Mais il y a plus : la combinaison de l’invasion russe de l’Ukraine et de la présidence de Donald Trump conduit à une disqualification de l’OTAN (dont la Russie testera la cohésion par une autre invasion accessoire à son échelle, comme celle d’un pays balte) et, surtout, de l’Union européenne.
La légitimité de l’Union européenne est mise en cause par les grands blocs américains, chinois et russe, tandis que, de l’intérieur, des courants centrifuges révèlent les fractures historiques qui opposèrent le Latin au Germain, le catholique au réformé et à l’orthodoxe, les pays terriens et ceux qui sont plutôt maritimes, l’homme des plaines et celui des plateaux, bref tout ce que l’Union européenne tente, en vain, de sublimer.

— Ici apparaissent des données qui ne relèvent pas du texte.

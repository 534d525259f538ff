//! Form handling and the background generation worker
//!
//! Validation runs on the caller's thread. A valid request is handed to a
//! worker thread; at most one is in flight. The worker reports back over a
//! channel, so only the receiving (UI) thread ever acts on the outcome.

use chrono::{Local, NaiveDate};
use std::fs;
use std::panic::{self, AssertUnwindSafe};
use std::path::{Path, PathBuf};
use std::sync::Arc;
use std::sync::atomic::{AtomicBool, Ordering};
use std::sync::mpsc::{self, Receiver, Sender};
use std::thread::{self, JoinHandle};
use tracing::{error, info, warn};

use crate::config::AppConfig;
use crate::error::{PoError, Result, ValidationError};
use crate::extract::{Extractor, ReferenceArchive};
use crate::model::HeaderInfo;
use crate::populate::{GeneratedDocument, Populator};
use crate::settings::{SettingsRepository, UserSettings};

/// Fields entered by the user for one purchase order
#[derive(Debug, Clone, PartialEq, Eq)]
pub struct FormInput {
    pub po_number: String,
    pub issue_date: NaiveDate,
    pub project_name: String,
    pub purchaser_name: String,
    pub phone_code: String,
    pub phone_number: String,
    pub manager_name: String,
    pub quotation_file: PathBuf,
    pub remember: bool,
}

impl FormInput {
    /// Form pre-filled from remembered settings, dated `issue_date`
    pub fn from_settings(settings: &UserSettings, issue_date: NaiveDate) -> Self {
        Self {
            po_number: settings.po_number.clone(),
            issue_date,
            project_name: settings.project_name.clone(),
            purchaser_name: settings.purchaser_name.clone(),
            phone_code: settings.phone_code.clone(),
            phone_number: settings.phone_number.clone(),
            manager_name: settings.manager_name.clone(),
            quotation_file: PathBuf::new(),
            remember: settings.remember,
        }
    }

    /// Check required fields (all reported at once), the PO number format,
    /// then that the quotation file exists
    pub fn validate(&self) -> std::result::Result<HeaderInfo, ValidationError> {
        let required = [
            ("PO Number", self.po_number.trim().is_empty()),
            ("Project Name", self.project_name.trim().is_empty()),
            ("Purchaser Name", self.purchaser_name.trim().is_empty()),
            ("Quotation PDF", self.quotation_file.as_os_str().is_empty()),
        ];
        let missing: Vec<String> = required
            .iter()
            .filter(|(_, is_missing)| *is_missing)
            .map(|(name, _)| name.to_string())
            .collect();
        if !missing.is_empty() {
            return Err(ValidationError::MissingFields(missing));
        }

        let header = HeaderInfo::new(
            self.po_number.trim(),
            self.issue_date,
            self.project_name.trim(),
            self.purchaser_name.trim(),
            self.purchaser_phone(),
            self.manager_name.trim(),
        )?;

        if !self.quotation_file.is_file() {
            return Err(ValidationError::FileNotFound(self.quotation_file.clone()));
        }

        Ok(header)
    }

    /// Country code and number joined, empty when no number was entered
    pub fn purchaser_phone(&self) -> String {
        let number = self.phone_number.trim();
        if number.is_empty() {
            String::new()
        } else {
            format!("{}{}", self.phone_code.trim(), number)
        }
    }

    /// Suggested file name for the permanent copy
    pub fn default_file_name(&self) -> String {
        let po_number = self.po_number.trim();
        if po_number.is_empty() {
            format!("PO_{}.xlsx", Local::now().format("%Y%m%d_%H%M%S"))
        } else {
            format!("{}.xlsx", po_number)
        }
    }

    pub fn to_settings(&self) -> UserSettings {
        UserSettings {
            po_number: self.po_number.clone(),
            project_name: self.project_name.clone(),
            purchaser_name: self.purchaser_name.clone(),
            phone_code: self.phone_code.clone(),
            phone_number: self.phone_number.clone(),
            manager_name: self.manager_name.clone(),
            remember: self.remember,
        }
    }
}

/// Progress reported by the worker
#[derive(Debug)]
pub enum GenerationEvent {
    Started { po_number: String },
    Finished(Result<GeneratedDocument>),
}

/// Clears the in-flight flag when dropped, including during a panic
struct InFlightGuard(Arc<AtomicBool>);

impl Drop for InFlightGuard {
    fn drop(&mut self) {
        self.0.store(false, Ordering::Release);
    }
}

/// Everything the worker needs, cloned out of the controller per run
#[derive(Clone)]
struct Pipeline {
    extractor: Arc<dyn Extractor>,
    populator: Populator,
    archive: ReferenceArchive,
    template: PathBuf,
    temp_dir: PathBuf,
}

impl Pipeline {
    fn run(&self, quotation: &Path, header: &HeaderInfo) -> Result<GeneratedDocument> {
        let document = fs::read(quotation)?;
        info!(
            extractor = self.extractor.name(),
            file = %quotation.display(),
            "Extracting quotation"
        );
        let record = self.extractor.extract(&document)?;

        if let Err(e) = self.archive.record(&record, header) {
            warn!(error = %e, "Could not write reference log entry");
        }

        self.populator
            .populate(&self.template, header, &record, &self.temp_dir)
    }
}

/// Single-flight coordinator between the form and the generation pipeline
pub struct Controller {
    pipeline: Pipeline,
    settings: SettingsRepository,
    in_flight: Arc<AtomicBool>,
    events: Sender<GenerationEvent>,
}

impl Controller {
    /// Create a controller and the receiving end of its event channel
    pub fn new(
        config: &AppConfig,
        extractor: Arc<dyn Extractor>,
        settings: SettingsRepository,
    ) -> (Self, Receiver<GenerationEvent>) {
        let (events, receiver) = mpsc::channel();
        let controller = Self {
            pipeline: Pipeline {
                extractor,
                populator: Populator::new(config.layout.clone()),
                archive: ReferenceArchive::new(&config.paths.archive_dir),
                template: config.paths.template.clone(),
                temp_dir: config.paths.temp_dir.clone(),
            },
            settings,
            in_flight: Arc::new(AtomicBool::new(false)),
            events,
        };
        (controller, receiver)
    }

    pub fn is_busy(&self) -> bool {
        self.in_flight.load(Ordering::Acquire)
    }

    pub fn settings(&self) -> &SettingsRepository {
        &self.settings
    }

    /// Validate `form` and start a generation run on a worker thread.
    ///
    /// Fails with `Validation` before any work, or with `Busy` while another
    /// run is in flight. The outcome arrives as [`GenerationEvent::Finished`].
    pub fn submit(&self, form: &FormInput) -> Result<JoinHandle<()>> {
        let header = form.validate()?;

        if self
            .in_flight
            .compare_exchange(false, true, Ordering::AcqRel, Ordering::Acquire)
            .is_err()
        {
            return Err(PoError::Busy);
        }
        let guard = InFlightGuard(Arc::clone(&self.in_flight));

        let pipeline = self.pipeline.clone();
        let events = self.events.clone();
        let quotation = form.quotation_file.clone();

        let handle = thread::Builder::new()
            .name("po-generation".to_string())
            .spawn(move || {
                let _ = events.send(GenerationEvent::Started {
                    po_number: header.po_number().to_string(),
                });

                let result = {
                    let _guard = guard;
                    panic::catch_unwind(AssertUnwindSafe(|| pipeline.run(&quotation, &header)))
                        .unwrap_or_else(|_| {
                            error!("Generation worker panicked");
                            Err(PoError::Io(std::io::Error::other(
                                "generation worker panicked",
                            )))
                        })
                };

                if let Err(e) = &result {
                    error!(kind = ?e.kind(), error = %e, "Generation failed");
                }
                let _ = events.send(GenerationEvent::Finished(result));
            })?;

        Ok(handle)
    }

    /// Store the form when the user asked to be remembered, otherwise reset
    /// the stored settings
    pub fn commit_settings(&self, form: &FormInput) -> Result<()> {
        if form.remember {
            self.settings.save(&form.to_settings())
        } else {
            self.settings.save(&UserSettings::default())
        }
    }
}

Donc une Europe qui étouffe ses États membres va devenir insupportable pour des pays plus éloignés de son centre historique, et qui ont des proximités, politiques ou historiques, plus marquées avec la Russie, dont ils faisaient partie au temps de l’URSS.
La solution que Bart de Wever a défendue avec brio constituera un précédent, car la matière revêt une importance historique, puisqu’il s’agit d’aider un pays en guerre, à savoir l’Ukraine. Trois pays se sont détachés du financement de l’Ukraine, solution qui a trouvé un écho favorable auprès d’un pays membre historique, comme l’Italie.

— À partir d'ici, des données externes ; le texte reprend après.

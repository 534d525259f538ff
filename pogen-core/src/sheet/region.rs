//! Line-item table region and its expansion
//!
//! The template reserves a block of rows for line items, each item taking
//! `rows_per_item` rows (a data row followed by a spacer). When a quotation has
//! more items than the block holds, rows are inserted after the block, merged
//! ranges below it are moved down, and the new rows get the styling of the
//! block's last item.

use serde::{Deserialize, Serialize};
use tracing::debug;

use super::cell_ref::{CellRange, CellRef};
use super::worksheet::{CellValue, Worksheet};

/// Geometry of the line-item table and the cells placed relative to its last row
#[derive(Debug, Clone, PartialEq, Eq, Serialize, Deserialize)]
#[serde(default)]
pub struct TableLayout {
    /// First row of the item table
    pub start_row: u32,
    /// Last reserved row of the item table in the unexpanded template
    pub end_row: u32,
    pub rows_per_item: u32,
    /// Offsets below the final table row
    pub total_offset: u32,
    pub words_offset: u32,
    pub signature_offset: u32,
    pub page_break_offset: u32,
}

impl Default for TableLayout {
    fn default() -> Self {
        Self {
            start_row: 31,
            end_row: 50,
            rows_per_item: 2,
            total_offset: 1,
            words_offset: 3,
            signature_offset: 10,
            page_break_offset: 13,
        }
    }
}

impl TableLayout {
    /// Number of items the unexpanded template can hold
    pub fn reserved_slots(&self) -> u32 {
        if self.end_row < self.start_row || self.rows_per_item == 0 {
            return 0;
        }
        (self.end_row - self.start_row + 1) / self.rows_per_item
    }

    /// Rows that must be inserted to fit `item_count` items
    pub fn rows_to_insert(&self, item_count: usize) -> u32 {
        let slots = self.reserved_slots() as usize;
        if item_count <= slots {
            return 0;
        }
        ((item_count - slots) as u32) * self.rows_per_item
    }

    /// First row of the item at `index` (0-based)
    pub fn item_row(&self, index: usize) -> u32 {
        self.start_row + index as u32 * self.rows_per_item
    }

    /// Sanity check used when loading a configuration
    pub fn validate(&self) -> anyhow::Result<()> {
        if self.start_row == 0 {
            anyhow::bail!("Layout error: start_row must be at least 1");
        }
        if self.rows_per_item == 0 {
            anyhow::bail!("Layout error: rows_per_item must be at least 1");
        }
        if self.end_row < self.start_row + self.rows_per_item - 1 {
            anyhow::bail!(
                "Layout error: table rows {}..={} cannot hold a single item of {} rows",
                self.start_row,
                self.end_row,
                self.rows_per_item
            );
        }
        Ok(())
    }
}

/// Outcome of sizing the table for a list of items
#[derive(Debug, Clone, Copy, PartialEq, Eq)]
pub struct Expansion {
    pub inserted_rows: u32,
    /// Last row belonging to the item table after expansion
    pub final_row: u32,
}

/// Structural operations the table expansion needs from a spreadsheet engine
pub trait TableRegion {
    fn merged_ranges(&self) -> Vec<CellRange>;
    fn unmerge(&mut self, range: &CellRange) -> bool;
    fn merge(&mut self, range: CellRange);
    fn insert_rows(&mut self, at: u32, count: u32);
    fn clone_row_style(&mut self, source: u32, dest: u32);
}

/// Everything the populator writes through, on top of the table operations
pub trait TemplateSheet: TableRegion {
    fn set_value(&mut self, cell: CellRef, value: CellValue);
    fn set_row_break(&mut self, after_row: u32);
}

impl TableRegion for Worksheet {
    fn merged_ranges(&self) -> Vec<CellRange> {
        Worksheet::merged_ranges(self).to_vec()
    }

    fn unmerge(&mut self, range: &CellRange) -> bool {
        Worksheet::unmerge(self, range)
    }

    fn merge(&mut self, range: CellRange) {
        Worksheet::merge(self, range)
    }

    fn insert_rows(&mut self, at: u32, count: u32) {
        Worksheet::insert_rows(self, at, count)
    }

    fn clone_row_style(&mut self, source: u32, dest: u32) {
        Worksheet::clone_row_style(self, source, dest)
    }
}

impl TemplateSheet for Worksheet {
    fn set_value(&mut self, cell: CellRef, value: CellValue) {
        Worksheet::set_value(self, cell, value)
    }

    fn set_row_break(&mut self, after_row: u32) {
        Worksheet::set_row_break(self, after_row)
    }
}

/// Unmerge every range whose top row is at or below `from_row`, insert the
/// rows, then merge the same ranges again `rows` further down.
pub fn shift_merges<R: TableRegion + ?Sized>(region: &mut R, from_row: u32, rows: u32) -> usize {
    let to_shift: Vec<CellRange> = region
        .merged_ranges()
        .into_iter()
        .filter(|range| range.top_row() >= from_row)
        .collect();

    for range in &to_shift {
        region.unmerge(range);
    }

    region.insert_rows(from_row, rows);

    for range in &to_shift {
        region.merge(range.shifted_rows(rows));
    }

    to_shift.len()
}

/// Make room for `item_count` items, expanding the table when needed.
///
/// New rows are styled in blocks of `rows_per_item`, each block copying the
/// template's last item block row by row (data row onto data row, spacer onto
/// spacer). Nothing is restyled when no rows were inserted.
pub fn expand_table<R: TableRegion + ?Sized>(
    region: &mut R,
    layout: &TableLayout,
    item_count: usize,
) -> Expansion {
    let rows_to_insert = layout.rows_to_insert(item_count);
    if rows_to_insert == 0 {
        return Expansion {
            inserted_rows: 0,
            final_row: layout.end_row,
        };
    }

    let insertion_point = layout.end_row + 1;
    let shifted = shift_merges(region, insertion_point, rows_to_insert);
    debug!(
        items = item_count,
        slots = layout.reserved_slots(),
        rows = rows_to_insert,
        merges = shifted,
        "Expanded item table"
    );

    let last_block_start = layout.end_row + 1 - layout.rows_per_item;
    for block in (0..rows_to_insert).step_by(layout.rows_per_item as usize) {
        for offset in 0..layout.rows_per_item {
            region.clone_row_style(last_block_start + offset, insertion_point + block + offset);
        }
    }

    Expansion {
        inserted_rows: rows_to_insert,
        final_row: layout.end_row + rows_to_insert,
    }
}

#[cfg(test)]
mod tests {
    use super::*;
    use crate::sheet::worksheet::{Cell, Row};

    fn range(text: &str) -> CellRange {
        CellRange::parse(text).unwrap()
    }

    /// Template-like sheet: styled data/spacer rows 31..=50, a merged footer below
    fn template_sheet() -> Worksheet {
        let mut sheet = Worksheet::new("PO");
        for row in 31..=50 {
            let is_data = (row - 31) % 2 == 0;
            let style = if is_data { 10 } else { 11 };
            let mut r = Row {
                height: Some(if is_data { 18.0 } else { 6.0 }),
                custom_height: true,
                ..Default::default()
            };
            for col in 1..=9 {
                r.cells.insert(
                    col,
                    Cell {
                        style: Some(style),
                        ..Default::default()
                    },
                );
            }
            sheet.rows.insert(row, r);
        }
        sheet.set_value(CellRef::new(51, 9), CellValue::formula("SUM(I31:I50)"));
        sheet.set_value(CellRef::new(53, 5), "words");
        sheet.merge(range("D31:G31")); // inside the table, above the insertion point
        sheet.merge(range("E53:I53"));
        sheet.merge(range("A60:C62"));
        sheet
    }

    #[test]
    fn test_reserved_slots() {
        let layout = TableLayout::default();
        assert_eq!(layout.reserved_slots(), 10);
        assert_eq!(layout.rows_to_insert(0), 0);
        assert_eq!(layout.rows_to_insert(10), 0);
        assert_eq!(layout.rows_to_insert(13), 6);
        assert_eq!(layout.item_row(0), 31);
        assert_eq!(layout.item_row(9), 49);
    }

    #[test]
    fn test_exact_fill_does_not_expand() {
        let layout = TableLayout::default();
        let mut sheet = template_sheet();
        let before = sheet.clone();

        let expansion = expand_table(&mut sheet, &layout, 10);

        assert_eq!(expansion.inserted_rows, 0);
        assert_eq!(expansion.final_row, 50);
        assert_eq!(sheet.rows, before.rows);
        assert_eq!(sheet.merged, before.merged);
    }

    #[test]
    fn test_zero_items() {
        let layout = TableLayout::default();
        let mut sheet = template_sheet();
        let expansion = expand_table(&mut sheet, &layout, 0);
        assert_eq!(expansion.inserted_rows, 0);
        assert_eq!(expansion.final_row, 50);
    }

    #[test]
    fn test_overflow_inserts_rows_and_shifts_merges() {
        let layout = TableLayout::default();
        let mut sheet = template_sheet();

        let expansion = expand_table(&mut sheet, &layout, 13);

        assert_eq!(expansion.inserted_rows, 6);
        assert_eq!(expansion.final_row, 56);

        // Footer content moved with its rows
        assert_eq!(
            sheet.value(CellRef::new(57, 9)).as_formula(),
            Some("SUM(I31:I50)")
        );
        assert_eq!(sheet.value(CellRef::new(59, 5)).as_text(), Some("words"));

        let mut merged = sheet.merged_ranges().to_vec();
        merged.sort();
        assert_eq!(
            merged,
            vec![range("D31:G31"), range("E59:I59"), range("A66:C68")]
        );
    }

    #[test]
    fn test_inserted_rows_clone_last_item_block() {
        let layout = TableLayout::default();
        let mut sheet = template_sheet();

        expand_table(&mut sheet, &layout, 12);

        for row in [51, 53] {
            let r = sheet.row(row).unwrap();
            assert_eq!(r.height, Some(18.0), "row {row} should look like a data row");
            assert!(r.cells.values().all(|c| c.style == Some(10)));
            assert_eq!(r.cells.len(), 9);
        }
        for row in [52, 54] {
            let r = sheet.row(row).unwrap();
            assert_eq!(r.height, Some(6.0), "row {row} should look like a spacer");
            assert!(r.cells.values().all(|c| c.style == Some(11)));
        }
    }

    #[test]
    fn test_shift_merges_counts_moved_ranges() {
        let mut sheet = template_sheet();
        let moved = shift_merges(&mut sheet, 51, 2);
        assert_eq!(moved, 2);
        assert!(sheet.merged_ranges().contains(&range("D31:G31")));
        assert!(sheet.merged_ranges().contains(&range("E55:I55")));
    }

    #[test]
    fn test_layout_validation() {
        assert!(TableLayout::default().validate().is_ok());
        let bad = TableLayout {
            rows_per_item: 0,
            ..Default::default()
        };
        assert!(bad.validate().is_err());
        let too_small = TableLayout {
            start_row: 31,
            end_row: 31,
            ..Default::default()
        };
        assert!(too_small.validate().is_err());
    }
}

Et c’est là le secret : croire que l’Union européenne s’affaiblit en perdant son unanimité est incorrect. C’est l’inverse : un modèle plus confédéral (ou intergouvernemental), au sein duquel des pays plus souverainistes trouvent leur place, va sauver l’Europe.
Et, pour clôturer cette courte note, il faut se rappeler ce que Charles de Gaulle disait aussi en 1962 : il n'y a pas, il ne peut pas y avoir d'autre Europe que celle des États, en dehors naturellement des mythes, des fictions, des parades. Selon lui, on ne pouvait pas construire une démocratie européenne abstraite car il n'existe pas de peuple européen unique, mais des peuples distincts.